WHAT IS BEING ASKED
Only an exact repetition of all the entries will be accepted.

────

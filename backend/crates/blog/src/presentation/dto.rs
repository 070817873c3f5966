//! API DTOs

use chrono::{DateTime, Utc};
use kernel::id::{PostId, UserId};
use serde::{Deserialize, Serialize};

use crate::domain::Post;

/// Post as returned to clients
#[derive(Debug, Clone, Serialize)]
#[serde(rename_all = "camelCase")]
pub struct PostResponse {
    pub id: PostId,
    pub title: String,
    pub content: String,
    pub active: bool,
    pub author_id: UserId,
    pub created_at: DateTime<Utc>,
    pub updated_at: DateTime<Utc>,
}

impl From<Post> for PostResponse {
    fn from(post: Post) -> Self {
        Self {
            id: post.id,
            title: post.title,
            content: post.content,
            active: post.active,
            author_id: post.author_id,
            created_at: post.created_at,
            updated_at: post.updated_at,
        }
    }
}

/// `GET /post?id=`
#[derive(Debug, Default, Deserialize)]
pub struct PostQuery {
    pub id: Option<String>,
}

────

COMPLETED TASK
filename backend/crates/blog/src/presentation/dto.rs
repository 070817873c3f5966
//! API DTOs

use chrono::{DateTime, Utc};
use kernel::id::{PostId, UserId};
use serde::{Deserialize, Serialize};

use crate::domain::Post;

/// Post as returned to clients
#[derive(Debug, Clone, Serialize)]
#[serde(rename_all = "camelCase")]
pub struct PostResponse {
    pub id: PostId,
    pub title: String,
    pub content: String,
    pub active: bool,
    pub author_id: UserId,
    pub created_at: DateTime<Utc>,
    pub updated_at: DateTime<Utc>,
}

impl From<Post> for PostResponse {
    fn from(post: Post) -> Self {
        Self {
            id: post.id,
            title: post.title,
            content: post.content,
            active: post.active,
            author_id: post.author_id,
            created_at: post.created_at,
            updated_at: post.updated_at,
        }
    }
}

/// `GET /post?id=`
#[derive(Debug, Default, Deserialize)]
pub struct PostQuery {
    pub id: Option<String>,
}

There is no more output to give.